The Adaptive Immune System
The innate immune system responds to a general threat, but it has restraints on how it encounters specific threats. The adaptive immune system’s response acts powerfully on specific and frequent dangers. Differing from the innate immune system, this system customizes its response to certain antigens, is aware of which invading molecules are harmless or dangerous, and remembers those distinct threats and quickly targets them. Cells inside are lymphocytes, and they are broken down into two categories. T cells acknowledge the peptides, kill the pathogens, and assist other immune cells. B cells create antibodies to help remove pathogens. Antibodies are proteins that bind with antigens. All antibodies form the same structure, but function differently based on their isotypes. Some isotypes can perform neutralization so they can bind with antigens to protect other molecules. Compliment fixation is another function where the antibody binds complementary proteins to a pathogen’s surface causing cell rupture. Opsonization is the method of covering molecules on a pathogen so it is branded as indigestible by the immune system. The adaptive immune system also has NK cells (Natural Killer cells) that execute cell death of infected cells that have been detected by antibodies.
How B Cells Respond
B cells produce antibodies. Stimulating the creation of an antibody library how vaccines protect our bodies against viruses. B cells originate from bone marrow and have a unique cell receptor that distinguishes specific antigens. During their circulation in secondary lymphoid organs, they are activated when discovering a protein antigen and internalizes it. The B cell administers processed peptides from the protein and lets them interact with an activated T cell.
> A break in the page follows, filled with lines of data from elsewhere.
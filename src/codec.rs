//! Diagram file format.
//!
//! A diagram is a JSON array of flat element records. Field names follow the
//! legacy track-editor files so older diagrams still open.

use std::collections::HashSet;
use std::path::{Path, PathBuf};

use serde::{Deserialize, Serialize};
use thiserror::Error;

use crate::model::{Element, ElementKind, Orientation, Point, Rgba};

const KIND_STRAIGHT_TRACK: u8 = 0;
const KIND_CIRCUIT_NODE: u8 = 1;
const KIND_SIMPLE_SWITCH: u8 = 2;

const ORIENTATION_NORMAL: &str = "Normal";
const ORIENTATION_INVERTED: &str = "Invertido";

#[derive(Error, Debug)]
pub enum PersistError {
    #[error("cannot access '{path}': {source}")]
    Io {
        path: PathBuf,
        #[source]
        source: std::io::Error,
    },

    #[error("malformed diagram: {0}")]
    Decode(#[source] serde_json::Error),

    #[error("cannot encode diagram: {0}")]
    Encode(#[source] serde_json::Error),

    #[error("unknown element kind {0}")]
    UnknownKind(u8),

    #[error("element id {0} is out of range")]
    InvalidId(u64),

    #[error("element id {0} appears more than once")]
    DuplicateId(u64),
}

pub type PersistResult<T> = Result<T, PersistError>;

#[derive(Serialize, Deserialize)]
pub(crate) struct ElementRecord {
    #[serde(rename = "tipo")]
    kind: u8,
    id: u64,
    x: f32,
    y: f32,
    #[serde(rename = "comprimento", default)]
    length: f32,
    #[serde(rename = "largura", default)]
    width: f32,
    #[serde(rename = "rotacao", default)]
    rotation: f32,
    #[serde(rename = "cor")]
    color: Rgba,
    #[serde(rename = "espessura")]
    gauge: f32,
    #[serde(rename = "modoCheio", default, skip_serializing_if = "is_false")]
    filled: bool,
    #[serde(rename = "orientacaoTC", default, skip_serializing_if = "Option::is_none")]
    orientation: Option<String>,
}

fn is_false(v: &bool) -> bool {
    !*v
}

impl From<Element> for ElementRecord {
    fn from(e: Element) -> Self {
        let mut record = ElementRecord {
            kind: KIND_SIMPLE_SWITCH,
            id: e.id,
            x: e.pos.x,
            y: e.pos.y,
            length: 0.0,
            width: 0.0,
            rotation: 0.0,
            color: e.color,
            gauge: e.gauge,
            filled: false,
            orientation: None,
        };
        match e.kind {
            ElementKind::StraightTrack {
                length,
                rotation,
                filled,
            } => {
                record.kind = KIND_STRAIGHT_TRACK;
                record.length = length;
                record.rotation = rotation;
                record.filled = filled;
            }
            ElementKind::CircuitNode {
                bar_length,
                orientation,
            } => {
                record.kind = KIND_CIRCUIT_NODE;
                record.width = bar_length;
                record.orientation = Some(
                    match orientation {
                        Orientation::Normal => ORIENTATION_NORMAL,
                        Orientation::Inverted => ORIENTATION_INVERTED,
                    }
                    .to_string(),
                );
            }
            ElementKind::SimpleSwitch => {}
        }
        record
    }
}

impl TryFrom<ElementRecord> for Element {
    type Error = PersistError;

    fn try_from(r: ElementRecord) -> Result<Self, Self::Error> {
        // 0 is never allocated and MAX leaves no successor id
        if r.id == 0 || r.id == u64::MAX {
            return Err(PersistError::InvalidId(r.id));
        }
        let kind = match r.kind {
            KIND_STRAIGHT_TRACK => ElementKind::StraightTrack {
                length: r.length,
                rotation: r.rotation,
                filled: r.filled,
            },
            KIND_CIRCUIT_NODE => ElementKind::CircuitNode {
                bar_length: r.width,
                orientation: match r.orientation.as_deref() {
                    Some(ORIENTATION_INVERTED) => Orientation::Inverted,
                    _ => Orientation::Normal,
                },
            },
            KIND_SIMPLE_SWITCH => ElementKind::SimpleSwitch,
            other => return Err(PersistError::UnknownKind(other)),
        };
        Ok(Element {
            id: r.id,
            pos: Point { x: r.x, y: r.y },
            color: r.color,
            gauge: r.gauge,
            kind,
        })
    }
}

pub fn encode(elements: &[Element]) -> PersistResult<String> {
    serde_json::to_string_pretty(elements).map_err(PersistError::Encode)
}

/// Parses a diagram. Element ids must be unique and usable by the id
/// allocator.
pub fn decode(json: &str) -> PersistResult<Vec<Element>> {
    let elements: Vec<Element> = serde_json::from_str(json).map_err(PersistError::Decode)?;
    let mut seen = HashSet::with_capacity(elements.len());
    for element in &elements {
        if !seen.insert(element.id) {
            return Err(PersistError::DuplicateId(element.id));
        }
    }
    Ok(elements)
}

/// Appends `.json` unless the path already ends with it (any case).
pub fn with_json_extension(path: &Path) -> PathBuf {
    let has_ext = path
        .extension()
        .and_then(|e| e.to_str())
        .is_some_and(|e| e.eq_ignore_ascii_case("json"));
    if has_ext {
        path.to_path_buf()
    } else {
        let mut s = path.as_os_str().to_owned();
        s.push(".json");
        PathBuf::from(s)
    }
}

/// Writes `elements` to `path` (with `.json` appended when missing) and
/// returns the path actually written.
pub fn write_file(path: &Path, elements: &[Element]) -> PersistResult<PathBuf> {
    let path = with_json_extension(path);
    let json = encode(elements)?;
    std::fs::write(&path, json).map_err(|source| PersistError::Io {
        path: path.clone(),
        source,
    })?;
    Ok(path)
}

pub fn read_file(path: &Path) -> PersistResult<Vec<Element>> {
    let json = std::fs::read_to_string(path).map_err(|source| PersistError::Io {
        path: path.to_path_buf(),
        source,
    })?;
    decode(&json)
}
With assistance from the T cell, the B cell endures a cloning process to produce other B cells with receptors specific to that antigen type. The activated B cells differentiate into plasma cells with matching antigen binding receptors similar to the original B cell. At germinal centers, separating B cells undergo isotype switching (changing receptors so divergent isotypes can be created and make a better immune response) and affinity maturation (receptors mutate and the best affinity B cells are chosen for memory cells and long-lived plasma cells). After the first B cell response to the antigen, the new antibodies and memory now react faster and more efficiently to that antigen if it ever appears again.
The T Cells
T cells were previously mentioned as one of the cells in the adaptive immune system. These cells come from bone marrow and relocate to the thymus to continue their development. During their maturity phases, the T cells’ receptors are attracted peptides from an antigen once it has infected a cell. In other words, it skips the antibody process of the B cells and goes directly to the infected cells. Every receptor can distinguish varying peptides as long as they are attached to certain molecules. When they fully mature and are not activated by an antigen, they circulate around the body in the secondary lymphoid organs.
How T Cells Respond
In the event of a viral invasion and after the innate immune response, the viral peptides on the molecules of dendritic cells entering the lymph nodes are confronted by the unactivated T cells. The T cells are only activated when they are given two signals during binding. The first signal is the initial binding of the peptide-molecule complex to the cell. The second signal is confirmation from the dendritic cell to complete the binding. Now activated, the T cells will proceed with clonal expansion to alter into effector T cells and most of those cells are assigned to that one antigen. These cells are allowed to exit the lymph nodes to execute immune operations. They travel throughout the body and destroy any cell containing the specified the complex recognized by the initial activated T cell. Effector cells have other functions including killing tumor cells from mutated proteins and helping other immune cells. After an infection is terminated, long-lived T cells will stay in the human body in case of future reactivation by the same invading pathogen. Thus, the process begins again but more robust than previously.